Bem próximo ao palco existia uma barraquinha que vendia cachaça, cigarros e bombons, nada mais. Fui até uma mercearia das redondezas e comprei um pedaço de charque que pedi para cortar em pequenos pedaços. O meu palco também estava armado. Para cada lapada de cachaça lá se iam dois pedaços de charque. Uma hora depois a cachaça da barraca ameaçava acabar, o que me levou a ser previdente e comprar a meia garrafa que restava, deixando-a sob a tábua que servia de balcão, longe dos olhares de outros adeptos.

A cada cinco minutos o animador do comício anunciava que o “presidente” Lula já chegara ao Recife e se dirigia àquele local. Reagíamos todos em uníssono: “Lula Lá!!!” “Lula Lá!!!”. Sentia então uma coletiva ereção dos pelos dos braços e das pernas. Era hora de pedir mais uma cachaça e misturar o primeiro pedaço de charque com o que restava dela na boca, deixando o segundo, esse sim, para tirar-lhe o gosto.

Era noite da quarta-feira 13 de dezembro de 1989 e Lula não era presidente do Brasil, como anunciava o locutor. Disputava com Fernando Collor o segundo turno daquelas eleições após um primeiro onde ficaram para trás nomes como os de Brizola, Mário Covas e Ulisses Guimarães.

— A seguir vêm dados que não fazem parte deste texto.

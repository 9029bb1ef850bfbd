//! Lazy, ordered iteration over page text.

use crate::config::Loader;
use crate::error::Result;

use super::backend::{open_backend, PdfBackend};

/// Text pulled from one page, before any cleanup.
#[derive(Debug, Clone, PartialEq, Eq)]
pub struct RawPage {
    /// Zero-based page index
    pub index: usize,
    /// Text as the backend produced it
    pub text: String,
}

impl RawPage {
    /// Create a raw page.
    pub fn new(index: usize, text: impl Into<String>) -> Self {
        Self {
            index,
            text: text.into(),
        }
    }
}

/// Yields `(index, raw_text)` for every page in document order.
///
/// Indices start at 0 and increase by one. The first extraction error is
/// yielded once and ends the sequence; an extractor is consumed by
/// iteration and cannot be restarted.
///
/// # Example
///
/// ```no_run
/// use pdf_blockifier::{Loader, PageExtractor};
///
/// let data = std::fs::read("document.pdf")?;
/// for page in PageExtractor::new(&data, Loader::Lopdf)? {
///     let page = page?;
///     println!("{}: {} chars", page.index, page.text.len());
/// }
/// # Ok::<(), Box<dyn std::error::Error>>(())
/// ```
pub struct PageExtractor {
    backend: Box<dyn PdfBackend>,
    next: usize,
    failed: bool,
}

impl PageExtractor {
    /// Load `data` with the given loader.
    ///
    /// Malformed, truncated and encrypted documents fail here.
    pub fn new(data: &[u8], loader: Loader) -> Result<Self> {
        Ok(Self::from_backend(open_backend(data, loader)?))
    }

    /// Iterate over pages of an already-loaded backend.
    pub fn from_backend(backend: Box<dyn PdfBackend>) -> Self {
        Self {
            backend,
            next: 0,
            failed: false,
        }
    }

    /// Total number of pages in the document.
    pub fn page_count(&self) -> usize {
        self.backend.page_count()
    }
}

impl Iterator for PageExtractor {
    type Item = Result<RawPage>;

    fn next(&mut self) -> Option<Self::Item> {
        if self.failed || self.next >= self.backend.page_count() {
            return None;
        }

        let index = self.next;
        self.next += 1;

        match self.backend.page_text(index) {
            Ok(text) => Some(Ok(RawPage::new(index, text))),
            Err(e) => {
                self.failed = true;
                Some(Err(e))
            }
        }
    }

    fn size_hint(&self) -> (usize, Option<usize>) {
        if self.failed {
            return (0, Some(0));
        }
        let remaining = self.backend.page_count().saturating_sub(self.next);
        (0, Some(remaining))
    }
}

impl std::iter::FusedIterator for PageExtractor {}

#[cfg(test)]
mod tests {
    use super::*;
    use crate::error::Error;

    /// In-memory backend; `None` entries fail extraction.
    struct FakeBackend(Vec<Option<&'static str>>);

    impl PdfBackend for FakeBackend {
        fn page_count(&self) -> usize {
            self.0.len()
        }

        fn page_text(&mut self, index: usize) -> Result<String> {
            self.0[index]
                .map(str::to_string)
                .ok_or_else(|| Error::TextExtract(format!("Page {}", index)))
        }
    }

    #[test]
    fn test_pages_in_order_from_zero() {
        let extractor =
            PageExtractor::from_backend(Box::new(FakeBackend(vec![Some("a"), Some(""), Some("c")])));
        assert_eq!(extractor.page_count(), 3);

        let pages: Vec<RawPage> = extractor.collect::<Result<_>>().unwrap();
        assert_eq!(
            pages,
            vec![RawPage::new(0, "a"), RawPage::new(1, ""), RawPage::new(2, "c")]
        );
    }

    #[test]
    fn test_stops_after_first_error() {
        let mut extractor =
            PageExtractor::from_backend(Box::new(FakeBackend(vec![Some("a"), None, Some("c")])));

        assert!(matches!(extractor.next(), Some(Ok(_))));
        assert!(matches!(extractor.next(), Some(Err(Error::TextExtract(_)))));
        assert!(extractor.next().is_none());
        assert!(extractor.next().is_none());
    }

    #[test]
    fn test_empty_document_yields_nothing() {
        let mut extractor = PageExtractor::from_backend(Box::new(FakeBackend(vec![])));
        assert_eq!(extractor.size_hint(), (0, Some(0)));
        assert!(extractor.next().is_none());
    }

    #[test]
    fn test_new_rejects_non_pdf() {
        let result = PageExtractor::new(b"plain text", Loader::Lopdf);
        assert!(matches!(result, Err(Error::UnknownFormat)));
    }
}
//! Block and tag types.

use serde::{Deserialize, Serialize};
use serde_json::{Map, Value};

/// Tag kind for document-structure annotations.
pub const TAG_KIND_DOCUMENT: &str = "document";

/// Tag name marking the source page of a block.
pub const TAG_NAME_PAGE: &str = "page";

/// Key of a numeric tag value.
pub const TAG_VALUE_NUMBER: &str = "number-value";

/// One kept page: its cleaned text plus metadata tags.
#[derive(Debug, Clone, PartialEq, Serialize, Deserialize)]
pub struct Block {
    /// Cleaned page text
    pub text: String,

    /// Metadata annotations
    pub tags: Vec<Tag>,
}

impl Block {
    /// Create a block tagged with its zero-based source page.
    pub fn for_page(index: usize, text: impl Into<String>) -> Self {
        Self {
            text: text.into(),
            tags: vec![Tag::page(index)],
        }
    }

    /// Source page index, read back from the page tag.
    pub fn page_number(&self) -> Option<usize> {
        self.tags.iter().find_map(Tag::page_number)
    }

    /// Number of characters in the text.
    pub fn char_count(&self) -> usize {
        self.text.chars().count()
    }
}

/// A key/value annotation attached to a block.
#[derive(Debug, Clone, PartialEq, Serialize, Deserialize)]
pub struct Tag {
    /// Tag family, e.g. "document"
    pub kind: String,

    /// Tag name within the family, e.g. "page"
    pub name: String,

    /// Structured value
    #[serde(default, skip_serializing_if = "Map::is_empty")]
    pub value: Map<String, Value>,
}

impl Tag {
    /// Create a tag with an empty value.
    pub fn new(kind: impl Into<String>, name: impl Into<String>) -> Self {
        Self {
            kind: kind.into(),
            name: name.into(),
            value: Map::new(),
        }
    }

    /// Page-number tag.
    pub fn page(index: usize) -> Self {
        Self::new(TAG_KIND_DOCUMENT, TAG_NAME_PAGE).with_value(TAG_VALUE_NUMBER, index)
    }

    /// Add a value entry.
    pub fn with_value(mut self, key: impl Into<String>, value: impl Into<Value>) -> Self {
        self.value.insert(key.into(), value.into());
        self
    }

    /// The page index if this is a page tag.
    pub fn page_number(&self) -> Option<usize> {
        if self.kind != TAG_KIND_DOCUMENT || self.name != TAG_NAME_PAGE {
            return None;
        }
        self.value
            .get(TAG_VALUE_NUMBER)
            .and_then(Value::as_u64)
            .and_then(|n| usize::try_from(n).ok())
    }
}
//! File container for blocks.

use serde::{Deserialize, Serialize};

use super::Block;

/// Ordered blocks produced from one source document.
#[derive(Debug, Clone, Default, PartialEq, Serialize, Deserialize)]
pub struct File {
    /// MIME type of the source document
    #[serde(default, skip_serializing_if = "Option::is_none")]
    pub mime_type: Option<String>,

    /// Blocks in ascending page order
    pub blocks: Vec<Block>,
}

impl File {
    /// Create a file from blocks.
    pub fn new(blocks: Vec<Block>) -> Self {
        Self {
            mime_type: None,
            blocks,
        }
    }

    /// Set the source MIME type.
    pub fn with_mime_type(mut self, mime_type: impl Into<String>) -> Self {
        self.mime_type = Some(mime_type.into());
        self
    }

    /// Number of blocks.
    pub fn block_count(&self) -> usize {
        self.blocks.len()
    }

    /// Check if the file has no blocks.
    pub fn is_empty(&self) -> bool {
        self.blocks.is_empty()
    }

    /// Page indices of the blocks, in block order.
    pub fn page_numbers(&self) -> Vec<usize> {
        self.blocks.iter().filter_map(Block::page_number).collect()
    }

    /// All block text joined with blank lines.
    pub fn plain_text(&self) -> String {
        self.blocks
            .iter()
            .map(|b| b.text.as_str())
            .collect::<Vec<_>>()
            .join("\n\n")
    }
}

#[cfg(test)]
mod tests {
    use super::*;

    #[test]
    fn test_file_new() {
        let file = File::new(vec![Block::for_page(0, "a"), Block::for_page(2, "c")]);
        assert_eq!(file.block_count(), 2);
        assert!(!file.is_empty());
        assert_eq!(file.page_numbers(), vec![0, 2]);
        assert_eq!(file.plain_text(), "a\n\nc");
    }

    #[test]
    fn test_file_mime_type_skipped_when_unset() {
        let json = serde_json::to_string(&File::default()).unwrap();
        assert_eq!(json, r#"{"blocks":[]}"#);

        let json = serde_json::to_string(&File::default().with_mime_type("application/pdf")).unwrap();
        assert!(json.contains("\"mime_type\":\"application/pdf\""));
    }
}
//! Auction catalog lot extraction.
//!
//! Pages are normalized into one text blob with boundary and field markers,
//! split into lot segments, and each segment is turned into one record.

pub mod markers;
pub mod rules;
mod normalizer;
mod segmenter;
mod extractor;
mod assembler;

pub use normalizer::{NormalizedText, TextNormalizer};
pub use segmenter::{RecordSegmenter, Segment};
pub use extractor::{FieldProvenance, LotExtraction, LotExtractor};
pub use assembler::{
    source_name, DocumentOutcome, DocumentReport, FailedDocument, RecordAssembler, RunReport,
};

use crate::error::ExtractionError;

/// Result type for catalog operations.
pub type Result<T> = std::result::Result<T, ExtractionError>;
//! Estimate and sold price extraction.

use super::patterns::{DISPOSITION_TOKENS, ESTIMATE_RANGE, SOLD_AMOUNT, SOLD_WITH_USD_EQUIVALENT};
use super::{ExtractionMatch, FieldExtractor, Result, Rule, RuleCascade, RuleMatch};
use crate::catalog::markers::FieldLabel;
use crate::models::config::SegmentationMode;

/// Estimate range in its original currency, e.g. "50,000-70,000 USD".
pub struct EstimateExtractor {
    rules: RuleCascade,
}

impl EstimateExtractor {
    pub fn new() -> Self {
        Self {
            rules: RuleCascade::new("estimate_price").with_pattern("estimate_range", &ESTIMATE_RANGE),
        }
    }
}

impl Default for EstimateExtractor {
    fn default() -> Self {
        Self::new()
    }
}

impl FieldExtractor for EstimateExtractor {
    type Output = String;

    fn field(&self) -> &'static str {
        self.rules.field()
    }

    fn extract(&self, segment: &str) -> Result<Option<ExtractionMatch<String>>> {
        Ok(self
            .rules
            .first_match(segment)
            .map(|m| m.map(|caps| caps.group(0).to_string())))
    }
}

/// A lot that did not sell for a price: "###SOLD### Bought In".
pub struct DispositionRule {
    token: &'static str,
    name: &'static str,
}

impl DispositionRule {
    pub fn new(token: &'static str) -> Self {
        let name = match token {
            "Bought In" => "bought_in",
            "Withdrawn" => "withdrawn",
            "Passed" => "passed",
            "Not Sold" => "not_sold",
            _ => "disposition",
        };
        Self { token, name }
    }
}

impl Rule for DispositionRule {
    fn name(&self) -> &'static str {
        self.name
    }

    fn attempt(&self, text: &str) -> Option<RuleMatch> {
        let marker = FieldLabel::SoldFor.marker();

        text.match_indices(marker).find_map(|(start, _)| {
            let after = &text[start + marker.len()..];
            let rest = after.trim_start();
            if !rest.starts_with(self.token) {
                return None;
            }
            let end = start + marker.len() + (after.len() - rest.len()) + self.token.len();
            Some(RuleMatch::new(vec![self.token.to_string()], start, end))
        })
    }
}

/// Sold price, or the disposition of an unsold lot.
pub struct SoldPriceExtractor {
    rules: RuleCascade,
}

impl SoldPriceExtractor {
    /// Index-anchored catalogs also print a USD equivalent, which is kept.
    pub fn new(mode: SegmentationMode) -> Self {
        let mut rules = RuleCascade::new("sold_price");
        if mode == SegmentationMode::IndexAnchored {
            rules = rules.with_pattern("sold_with_usd", &SOLD_WITH_USD_EQUIVALENT);
        }
        rules = rules.with_pattern("sold_amount", &SOLD_AMOUNT);
        for token in DISPOSITION_TOKENS {
            rules = rules.with_rule(DispositionRule::new(token));
        }
        Self { rules }
    }
}

impl Default for SoldPriceExtractor {
    fn default() -> Self {
        Self::new(SegmentationMode::default())
    }
}

impl FieldExtractor for SoldPriceExtractor {
    type Output = String;

    fn field(&self) -> &'static str {
        self.rules.field()
    }

    fn extract(&self, segment: &str) -> Result<Option<ExtractionMatch<String>>> {
        Ok(self.rules.first_match(segment).map(|m| {
            m.map(|caps| match caps.group(1) {
                "" => caps.group(0).to_string(),
                usd => format!("{} ({})", caps.group(0), usd),
            })
        }))
    }
}
//! Year of work extraction.

use super::patterns::{
    YEAR_CREATED_IN, YEAR_DATED, YEAR_LABELED, YEAR_SIGNATURE_CORNER, YEAR_SIGNED_DATED,
};
use super::{ExtractionMatch, FieldExtractor, Result, RuleCascade};

/// Four-digit year of the work.
pub struct YearExtractor {
    rules: RuleCascade,
}

impl YearExtractor {
    pub fn new() -> Self {
        Self {
            rules: RuleCascade::new("year")
                .with_pattern("year_marker", &YEAR_LABELED)
                .with_pattern("dated", &YEAR_DATED)
                .with_pattern("signed_and_dated", &YEAR_SIGNED_DATED)
                .with_pattern("signature_corner", &YEAR_SIGNATURE_CORNER)
                .with_pattern("created_in", &YEAR_CREATED_IN),
        }
    }
}

impl Default for YearExtractor {
    fn default() -> Self {
        Self::new()
    }
}

impl FieldExtractor for YearExtractor {
    type Output = String;

    fn field(&self) -> &'static str {
        self.rules.field()
    }

    fn extract(&self, segment: &str) -> Result<Option<ExtractionMatch<String>>> {
        Ok(self
            .rules
            .first_match(segment)
            .map(|m| m.map(|caps| caps.group(0).to_string())))
    }
}
//! Data models for auction lot extraction.

pub mod config;
pub mod record;
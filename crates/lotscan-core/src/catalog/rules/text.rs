//! Free-text fields: artist, title, medium.

use super::patterns::{ARTIST_INDEXED, MEDIUM_SPAN, TITLE_SPAN};
use super::{clean_text, ExtractionMatch, FieldExtractor, Result, Rule, RuleCascade, RuleMatch};
use crate::catalog::markers::FIELD_MARKER_DELIMITER;
use crate::models::config::SegmentationMode;

/// Text on the first line of a segment, up to the first field marker.
///
/// A leading numeric lot index is dropped.
pub struct LeadingTextRule;

impl Rule for LeadingTextRule {
    fn name(&self) -> &'static str {
        "leading_text"
    }

    fn attempt(&self, text: &str) -> Option<RuleMatch> {
        let offset = text.len() - text.trim_start().len();
        let first_line = text[offset..].lines().next()?;
        let head = first_line
            .split(FIELD_MARKER_DELIMITER)
            .next()
            .unwrap_or(first_line);

        let value = clean_text(strip_lot_index(head));
        if value.is_empty() {
            return None;
        }

        Some(RuleMatch::new(vec![value], offset, offset + head.len()))
    }
}

/// Drop a leading "12 " lot index.
fn strip_lot_index(text: &str) -> &str {
    let trimmed = text.trim_start();
    let digits = trimmed.len() - trimmed.trim_start_matches(|c: char| c.is_ascii_digit()).len();
    if digits == 0 {
        return trimmed;
    }

    let rest = &trimmed[digits..];
    if rest.starts_with(char::is_whitespace) {
        rest.trim_start()
    } else {
        trimmed
    }
}

/// Artist name extractor.
pub struct ArtistExtractor {
    rules: RuleCascade,
}

impl ArtistExtractor {
    /// Index-anchored segments start with "<index> <name>"; name-anchored ones with the name.
    pub fn new(mode: SegmentationMode) -> Self {
        let rules = match mode {
            SegmentationMode::NameAnchored => RuleCascade::new("artist").with_rule(LeadingTextRule),
            SegmentationMode::IndexAnchored => RuleCascade::new("artist")
                .with_pattern("indexed_name", &ARTIST_INDEXED)
                .with_rule(LeadingTextRule),
        };
        Self { rules }
    }
}

impl Default for ArtistExtractor {
    fn default() -> Self {
        Self::new(SegmentationMode::default())
    }
}

impl FieldExtractor for ArtistExtractor {
    type Output = String;

    fn field(&self) -> &'static str {
        self.rules.field()
    }

    fn extract(&self, segment: &str) -> Result<Option<ExtractionMatch<String>>> {
        Ok(self
            .rules
            .first_match(segment)
            .map(|m| m.map(|caps| caps.group(0).to_string()))
            .filter(|m| !m.value.is_empty()))
    }
}

/// Text following a field marker, up to the next marker.
pub struct LabeledSpanExtractor {
    rules: RuleCascade,
}

impl LabeledSpanExtractor {
    /// Title: up to the next marker or end of segment.
    pub fn title() -> Self {
        Self {
            rules: RuleCascade::new("title").with_pattern("title_marker", &TITLE_SPAN),
        }
    }

    /// Medium: up to the next marker or line break.
    pub fn medium() -> Self {
        Self {
            rules: RuleCascade::new("medium").with_pattern("medium_marker", &MEDIUM_SPAN),
        }
    }
}

impl FieldExtractor for LabeledSpanExtractor {
    type Output = String;

    fn field(&self) -> &'static str {
        self.rules.field()
    }

    fn extract(&self, segment: &str) -> Result<Option<ExtractionMatch<String>>> {
        Ok(self
            .rules
            .first_match(segment)
            .map(|m| m.map(|caps| caps.group(0).to_string()))
            .filter(|m| !m.value.is_empty()))
    }
}
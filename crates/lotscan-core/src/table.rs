//! Flat table output for extracted auction records.

use std::fs::File;
use std::io::{BufWriter, Write};
use std::path::Path;

use serde::{Deserialize, Serialize};
use serde_json::{Map, Value};
use tracing::debug;

use crate::error::TableError;
use crate::models::record::{AuctionRecord, COLUMNS};

/// Result type for table operations.
pub type Result<T> = std::result::Result<T, TableError>;

/// Serialization format of the output table.
#[derive(Debug, Clone, Copy, Default, PartialEq, Eq, Serialize, Deserialize)]
#[serde(rename_all = "snake_case")]
pub enum TableFormat {
    #[default]
    Csv,
    Json,
}

impl TableFormat {
    /// Conventional file extension.
    pub fn extension(&self) -> &'static str {
        match self {
            TableFormat::Csv => "csv",
            TableFormat::Json => "json",
        }
    }
}

/// Trait for table writers.
///
/// Implementations must produce a well-formed table (all columns present)
/// even when `records` is empty.
pub trait TableWriter {
    /// Write all records as one table.
    fn write_table(&mut self, records: &[AuctionRecord]) -> Result<()>;
}

/// CSV table writer.
pub struct CsvTableWriter<W: Write> {
    writer: csv::Writer<W>,
}

impl<W: Write> CsvTableWriter<W> {
    pub fn new(inner: W) -> Self {
        Self {
            writer: csv::Writer::from_writer(inner),
        }
    }

    /// Flush and return the underlying writer.
    pub fn into_inner(self) -> Result<W> {
        self.writer
            .into_inner()
            .map_err(|e| TableError::Io(e.into_error()))
    }
}

impl CsvTableWriter<BufWriter<File>> {
    /// Create a CSV writer for a file path.
    pub fn create(path: &Path) -> Result<Self> {
        Ok(Self::new(BufWriter::new(File::create(path)?)))
    }
}

impl<W: Write> TableWriter for CsvTableWriter<W> {
    fn write_table(&mut self, records: &[AuctionRecord]) -> Result<()> {
        self.writer.write_record(COLUMNS)?;
        for record in records {
            self.writer.write_record(record.to_row())?;
        }
        self.writer.flush()?;

        debug!("Wrote CSV table with {} rows", records.len());
        Ok(())
    }
}

/// JSON table writer: `{"columns": [...], "rows": [{column: value, ...}]}`.
pub struct JsonTableWriter<W: Write> {
    inner: W,
    pretty: bool,
}

impl<W: Write> JsonTableWriter<W> {
    pub fn new(inner: W) -> Self {
        Self {
            inner,
            pretty: true,
        }
    }

    /// Set pretty printing.
    pub fn with_pretty(mut self, pretty: bool) -> Self {
        self.pretty = pretty;
        self
    }

    pub fn into_inner(self) -> W {
        self.inner
    }
}

impl JsonTableWriter<BufWriter<File>> {
    /// Create a JSON writer for a file path.
    pub fn create(path: &Path) -> Result<Self> {
        Ok(Self::new(BufWriter::new(File::create(path)?)))
    }
}

impl<W: Write> TableWriter for JsonTableWriter<W> {
    fn write_table(&mut self, records: &[AuctionRecord]) -> Result<()> {
        let rows: Vec<Value> = records.iter().map(record_to_json).collect();

        let mut table = Map::new();
        table.insert(
            "columns".to_string(),
            Value::Array(COLUMNS.iter().map(|c| Value::String(c.to_string())).collect()),
        );
        table.insert("rows".to_string(), Value::Array(rows));
        let table = Value::Object(table);

        if self.pretty {
            serde_json::to_writer_pretty(&mut self.inner, &table)?;
        } else {
            serde_json::to_writer(&mut self.inner, &table)?;
        }
        self.inner.write_all(b"\n")?;
        self.inner.flush()?;

        debug!("Wrote JSON table with {} rows", records.len());
        Ok(())
    }
}

/// One record as a JSON object keyed by column name.
pub fn record_to_json(record: &AuctionRecord) -> Value {
    let mut row = Map::new();
    for (column, value) in COLUMNS.iter().zip(record.to_row()) {
        row.insert(column.to_string(), Value::String(value.to_string()));
    }
    Value::Object(row)
}

/// Create a file-backed writer for the given format.
pub fn create_writer(format: TableFormat, path: &Path) -> Result<Box<dyn TableWriter>> {
    Ok(match format {
        TableFormat::Csv => Box::new(CsvTableWriter::create(path)?),
        TableFormat::Json => Box::new(JsonTableWriter::create(path)?),
    })
}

Eram as primeiras eleições livres para presidente da república desde 1960, quando o ciclo de normalidade na vida democrática desse país foi interrompido pelo golpe militar de 1964. Os partidos ainda eram frágeis, desestruturados financeira e ideologicamente, e o povo brasileiro, encantado com a possibilidade de escolher quem quisesse para ser seu presidente, não percebia o quanto estava à mercê de engodos e trapaças. A grande maioria, da qual eu fazia parte, votaria pela primeira vez para presidente.

Lula chegou nos braços do povo. Vinha de Natal e, após aquele comício, ainda faria outro em Aracajú.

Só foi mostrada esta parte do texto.